# [TASK TO CARRY OUT]
From the entries below, transcribe exactly the lines between the line holding "self.backward.get(stored).copied()" and the line holding "pub fn original_len(&self)", inclusive; skip all other lines.

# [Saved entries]

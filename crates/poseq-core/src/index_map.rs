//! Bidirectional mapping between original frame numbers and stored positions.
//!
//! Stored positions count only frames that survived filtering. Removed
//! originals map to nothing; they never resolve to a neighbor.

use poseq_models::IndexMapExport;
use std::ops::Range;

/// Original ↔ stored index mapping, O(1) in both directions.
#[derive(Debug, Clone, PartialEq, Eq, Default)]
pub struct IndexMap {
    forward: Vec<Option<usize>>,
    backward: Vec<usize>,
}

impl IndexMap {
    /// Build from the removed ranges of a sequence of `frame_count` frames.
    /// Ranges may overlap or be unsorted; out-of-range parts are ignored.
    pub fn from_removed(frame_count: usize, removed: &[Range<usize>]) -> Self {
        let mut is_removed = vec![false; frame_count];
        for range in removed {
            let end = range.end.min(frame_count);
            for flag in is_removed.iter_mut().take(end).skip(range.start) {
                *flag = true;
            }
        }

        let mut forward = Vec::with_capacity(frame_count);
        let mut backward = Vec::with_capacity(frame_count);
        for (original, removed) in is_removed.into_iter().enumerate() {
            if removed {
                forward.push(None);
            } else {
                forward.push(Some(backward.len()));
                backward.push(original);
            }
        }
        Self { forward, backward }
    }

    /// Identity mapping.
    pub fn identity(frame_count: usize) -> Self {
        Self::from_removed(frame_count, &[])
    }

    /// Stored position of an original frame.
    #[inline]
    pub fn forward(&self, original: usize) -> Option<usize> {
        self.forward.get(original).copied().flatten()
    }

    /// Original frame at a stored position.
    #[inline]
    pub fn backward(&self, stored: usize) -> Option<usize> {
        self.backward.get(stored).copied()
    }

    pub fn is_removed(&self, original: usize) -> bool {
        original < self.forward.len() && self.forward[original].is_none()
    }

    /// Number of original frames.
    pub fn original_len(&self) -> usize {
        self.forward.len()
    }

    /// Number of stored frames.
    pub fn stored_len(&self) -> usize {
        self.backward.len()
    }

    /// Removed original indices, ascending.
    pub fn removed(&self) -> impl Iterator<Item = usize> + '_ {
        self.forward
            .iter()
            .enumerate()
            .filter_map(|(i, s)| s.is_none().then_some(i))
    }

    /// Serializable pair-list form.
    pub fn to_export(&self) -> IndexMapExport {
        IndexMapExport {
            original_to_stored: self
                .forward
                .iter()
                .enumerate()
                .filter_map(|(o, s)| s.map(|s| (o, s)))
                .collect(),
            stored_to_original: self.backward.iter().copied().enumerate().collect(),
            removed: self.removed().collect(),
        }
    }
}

# [RESPONSE FOR THIS EXERCISE]
        self.backward.get(stored).copied()
    }

    pub fn is_removed(&self, original: usize) -> bool {
        original < self.forward.len() && self.forward[original].is_none()
    }

    /// Number of original frames.
    pub fn original_len(&self) -> usize {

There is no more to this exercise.